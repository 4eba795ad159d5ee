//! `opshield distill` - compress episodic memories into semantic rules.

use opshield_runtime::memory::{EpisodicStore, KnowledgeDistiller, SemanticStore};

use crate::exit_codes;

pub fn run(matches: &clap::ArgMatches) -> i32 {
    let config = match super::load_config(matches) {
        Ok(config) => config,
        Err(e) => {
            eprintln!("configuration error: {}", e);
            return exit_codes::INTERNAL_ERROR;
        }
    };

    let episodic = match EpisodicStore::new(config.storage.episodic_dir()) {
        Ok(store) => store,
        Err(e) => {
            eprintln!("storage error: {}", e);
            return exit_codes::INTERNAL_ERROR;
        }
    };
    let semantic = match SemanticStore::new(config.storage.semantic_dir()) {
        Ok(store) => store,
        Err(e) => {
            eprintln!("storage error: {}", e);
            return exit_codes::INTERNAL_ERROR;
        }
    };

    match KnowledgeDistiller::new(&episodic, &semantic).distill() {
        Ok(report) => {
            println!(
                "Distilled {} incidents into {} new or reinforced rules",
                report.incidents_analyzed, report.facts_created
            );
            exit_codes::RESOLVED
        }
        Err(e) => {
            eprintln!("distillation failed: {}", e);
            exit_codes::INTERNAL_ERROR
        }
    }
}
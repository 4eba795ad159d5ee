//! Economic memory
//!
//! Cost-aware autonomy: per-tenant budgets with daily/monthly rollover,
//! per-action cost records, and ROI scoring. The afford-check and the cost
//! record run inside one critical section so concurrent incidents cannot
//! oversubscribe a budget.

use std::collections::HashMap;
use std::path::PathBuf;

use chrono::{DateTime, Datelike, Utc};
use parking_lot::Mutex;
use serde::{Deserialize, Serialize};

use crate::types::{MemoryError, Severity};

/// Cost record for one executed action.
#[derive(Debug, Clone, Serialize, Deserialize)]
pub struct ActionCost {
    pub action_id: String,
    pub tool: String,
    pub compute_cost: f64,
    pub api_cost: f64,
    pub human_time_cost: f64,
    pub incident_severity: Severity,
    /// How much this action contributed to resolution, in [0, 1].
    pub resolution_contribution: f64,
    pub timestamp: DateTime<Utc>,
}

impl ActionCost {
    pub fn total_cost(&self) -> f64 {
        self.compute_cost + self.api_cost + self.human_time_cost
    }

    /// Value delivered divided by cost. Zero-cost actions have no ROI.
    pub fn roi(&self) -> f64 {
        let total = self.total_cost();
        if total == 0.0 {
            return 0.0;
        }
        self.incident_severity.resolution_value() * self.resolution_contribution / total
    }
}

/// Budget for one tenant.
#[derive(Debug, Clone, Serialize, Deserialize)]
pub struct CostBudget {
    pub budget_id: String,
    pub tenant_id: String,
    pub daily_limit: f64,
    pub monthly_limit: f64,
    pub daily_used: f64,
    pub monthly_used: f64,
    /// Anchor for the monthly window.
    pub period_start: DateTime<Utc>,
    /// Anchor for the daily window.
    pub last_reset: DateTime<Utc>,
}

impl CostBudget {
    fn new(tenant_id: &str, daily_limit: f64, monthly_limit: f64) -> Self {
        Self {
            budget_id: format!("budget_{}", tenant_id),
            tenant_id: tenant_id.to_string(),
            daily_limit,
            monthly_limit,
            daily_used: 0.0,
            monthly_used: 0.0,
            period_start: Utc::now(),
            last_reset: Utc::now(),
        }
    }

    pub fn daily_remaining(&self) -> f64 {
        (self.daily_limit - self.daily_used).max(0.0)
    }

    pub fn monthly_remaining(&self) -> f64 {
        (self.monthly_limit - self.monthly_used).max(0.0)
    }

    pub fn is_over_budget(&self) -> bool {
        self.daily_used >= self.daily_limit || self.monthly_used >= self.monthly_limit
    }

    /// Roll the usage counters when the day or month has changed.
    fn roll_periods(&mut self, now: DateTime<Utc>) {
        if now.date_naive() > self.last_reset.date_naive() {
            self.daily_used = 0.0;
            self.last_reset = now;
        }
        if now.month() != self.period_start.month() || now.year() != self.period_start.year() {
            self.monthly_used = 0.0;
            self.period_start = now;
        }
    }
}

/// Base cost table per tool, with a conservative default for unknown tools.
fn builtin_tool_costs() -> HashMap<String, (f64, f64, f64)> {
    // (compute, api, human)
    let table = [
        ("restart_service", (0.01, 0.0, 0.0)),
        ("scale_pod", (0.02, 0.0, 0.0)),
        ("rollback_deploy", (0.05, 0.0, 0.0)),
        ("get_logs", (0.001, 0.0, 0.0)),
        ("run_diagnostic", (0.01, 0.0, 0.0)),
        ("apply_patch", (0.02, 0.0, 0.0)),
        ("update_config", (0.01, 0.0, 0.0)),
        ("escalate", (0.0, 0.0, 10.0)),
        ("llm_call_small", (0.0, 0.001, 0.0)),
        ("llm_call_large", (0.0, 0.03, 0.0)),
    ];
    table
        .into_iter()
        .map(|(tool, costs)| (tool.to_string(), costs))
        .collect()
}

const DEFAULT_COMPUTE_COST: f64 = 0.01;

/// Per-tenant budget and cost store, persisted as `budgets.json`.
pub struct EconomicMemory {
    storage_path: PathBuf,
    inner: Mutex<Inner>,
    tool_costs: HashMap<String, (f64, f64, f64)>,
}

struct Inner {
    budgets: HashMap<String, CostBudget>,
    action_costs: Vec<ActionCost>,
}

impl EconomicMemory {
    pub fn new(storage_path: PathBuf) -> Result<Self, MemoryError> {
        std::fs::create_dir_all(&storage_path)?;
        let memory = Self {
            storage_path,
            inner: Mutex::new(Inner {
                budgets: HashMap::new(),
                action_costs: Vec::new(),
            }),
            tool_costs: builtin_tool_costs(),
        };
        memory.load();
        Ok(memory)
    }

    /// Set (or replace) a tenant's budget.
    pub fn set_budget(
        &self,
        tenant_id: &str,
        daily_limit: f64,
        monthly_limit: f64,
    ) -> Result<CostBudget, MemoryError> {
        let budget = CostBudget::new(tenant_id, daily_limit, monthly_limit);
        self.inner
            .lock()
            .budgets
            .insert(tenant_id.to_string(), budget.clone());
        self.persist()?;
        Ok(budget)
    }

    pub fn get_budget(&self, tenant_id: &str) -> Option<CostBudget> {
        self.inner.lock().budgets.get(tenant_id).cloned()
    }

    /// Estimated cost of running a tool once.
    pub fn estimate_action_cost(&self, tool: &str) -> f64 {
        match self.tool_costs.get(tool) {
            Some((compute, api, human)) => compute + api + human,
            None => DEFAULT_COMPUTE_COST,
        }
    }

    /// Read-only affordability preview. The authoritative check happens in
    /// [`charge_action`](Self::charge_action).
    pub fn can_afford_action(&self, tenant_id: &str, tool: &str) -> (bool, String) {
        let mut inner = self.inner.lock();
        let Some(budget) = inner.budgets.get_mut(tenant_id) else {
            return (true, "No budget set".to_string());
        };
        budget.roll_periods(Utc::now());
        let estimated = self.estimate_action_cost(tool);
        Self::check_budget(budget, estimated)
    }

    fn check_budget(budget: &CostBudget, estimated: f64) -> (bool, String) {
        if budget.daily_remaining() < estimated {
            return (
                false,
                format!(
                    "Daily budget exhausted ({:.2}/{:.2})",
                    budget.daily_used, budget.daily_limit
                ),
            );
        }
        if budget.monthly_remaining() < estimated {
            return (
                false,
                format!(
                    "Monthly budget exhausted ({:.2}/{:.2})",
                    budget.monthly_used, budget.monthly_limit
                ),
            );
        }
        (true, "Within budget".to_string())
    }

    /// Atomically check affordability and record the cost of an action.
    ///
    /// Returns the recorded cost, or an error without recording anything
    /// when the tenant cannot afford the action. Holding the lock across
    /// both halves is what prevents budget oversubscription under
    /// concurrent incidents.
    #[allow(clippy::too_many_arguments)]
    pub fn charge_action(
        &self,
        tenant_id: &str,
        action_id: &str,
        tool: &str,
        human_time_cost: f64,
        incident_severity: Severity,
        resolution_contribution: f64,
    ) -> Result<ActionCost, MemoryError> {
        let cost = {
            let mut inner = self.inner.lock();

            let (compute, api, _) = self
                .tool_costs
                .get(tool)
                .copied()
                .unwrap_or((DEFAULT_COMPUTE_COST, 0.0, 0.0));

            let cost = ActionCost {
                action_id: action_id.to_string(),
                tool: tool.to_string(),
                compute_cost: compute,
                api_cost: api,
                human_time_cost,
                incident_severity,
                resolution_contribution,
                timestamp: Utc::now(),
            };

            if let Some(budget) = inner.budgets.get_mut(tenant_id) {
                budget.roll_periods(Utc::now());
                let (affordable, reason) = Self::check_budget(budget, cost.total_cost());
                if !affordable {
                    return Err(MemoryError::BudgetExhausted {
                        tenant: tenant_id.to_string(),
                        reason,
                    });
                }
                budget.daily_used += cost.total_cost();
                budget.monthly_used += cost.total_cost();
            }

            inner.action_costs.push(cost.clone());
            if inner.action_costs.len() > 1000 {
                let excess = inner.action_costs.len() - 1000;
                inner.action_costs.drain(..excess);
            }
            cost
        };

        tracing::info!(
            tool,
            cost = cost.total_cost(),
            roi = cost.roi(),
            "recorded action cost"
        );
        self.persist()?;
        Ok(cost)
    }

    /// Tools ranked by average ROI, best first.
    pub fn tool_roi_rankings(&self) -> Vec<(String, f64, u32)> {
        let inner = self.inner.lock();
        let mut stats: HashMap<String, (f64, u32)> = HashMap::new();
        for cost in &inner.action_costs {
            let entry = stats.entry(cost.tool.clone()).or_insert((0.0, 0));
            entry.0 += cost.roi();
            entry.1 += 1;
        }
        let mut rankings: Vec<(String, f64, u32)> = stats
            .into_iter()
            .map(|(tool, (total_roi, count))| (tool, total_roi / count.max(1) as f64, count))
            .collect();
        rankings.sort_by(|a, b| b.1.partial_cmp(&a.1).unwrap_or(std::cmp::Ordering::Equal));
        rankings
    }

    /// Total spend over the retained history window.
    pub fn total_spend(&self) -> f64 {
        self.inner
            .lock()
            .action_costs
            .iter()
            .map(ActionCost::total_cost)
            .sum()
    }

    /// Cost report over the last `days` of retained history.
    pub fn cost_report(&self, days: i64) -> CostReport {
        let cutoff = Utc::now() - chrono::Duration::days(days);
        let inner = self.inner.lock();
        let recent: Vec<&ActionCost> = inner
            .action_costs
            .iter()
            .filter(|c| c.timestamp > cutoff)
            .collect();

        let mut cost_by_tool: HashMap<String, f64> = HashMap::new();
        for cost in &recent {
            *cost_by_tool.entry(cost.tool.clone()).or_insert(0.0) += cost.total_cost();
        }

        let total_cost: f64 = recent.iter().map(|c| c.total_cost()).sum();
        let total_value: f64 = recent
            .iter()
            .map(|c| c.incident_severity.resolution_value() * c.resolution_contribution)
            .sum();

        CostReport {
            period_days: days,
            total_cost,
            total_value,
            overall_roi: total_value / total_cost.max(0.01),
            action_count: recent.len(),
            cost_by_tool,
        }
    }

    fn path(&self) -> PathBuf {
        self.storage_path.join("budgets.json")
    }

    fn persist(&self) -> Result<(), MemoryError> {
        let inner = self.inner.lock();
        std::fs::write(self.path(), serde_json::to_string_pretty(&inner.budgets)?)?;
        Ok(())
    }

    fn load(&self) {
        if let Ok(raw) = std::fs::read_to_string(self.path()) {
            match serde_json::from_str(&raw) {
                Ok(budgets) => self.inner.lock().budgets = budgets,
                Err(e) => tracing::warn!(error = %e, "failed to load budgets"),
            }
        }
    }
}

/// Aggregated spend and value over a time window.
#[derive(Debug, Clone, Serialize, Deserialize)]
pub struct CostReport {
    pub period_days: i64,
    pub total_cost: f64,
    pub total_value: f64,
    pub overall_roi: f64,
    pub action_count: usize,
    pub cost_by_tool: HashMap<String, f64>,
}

********************

Work instruction
What you return should be the lines from the beginning of the records through the one that contains "pub fn run(matches: &clap::ArgMatches)", repeated exactly and with no additions.

Your solution
repository 4eba795ad159d5ee
//! `opshield distill` - compress episodic memories into semantic rules.

use opshield_runtime::memory::{EpisodicStore, KnowledgeDistiller, SemanticStore};

use crate::exit_codes;

pub fn run(matches: &clap::ArgMatches) -> i32 {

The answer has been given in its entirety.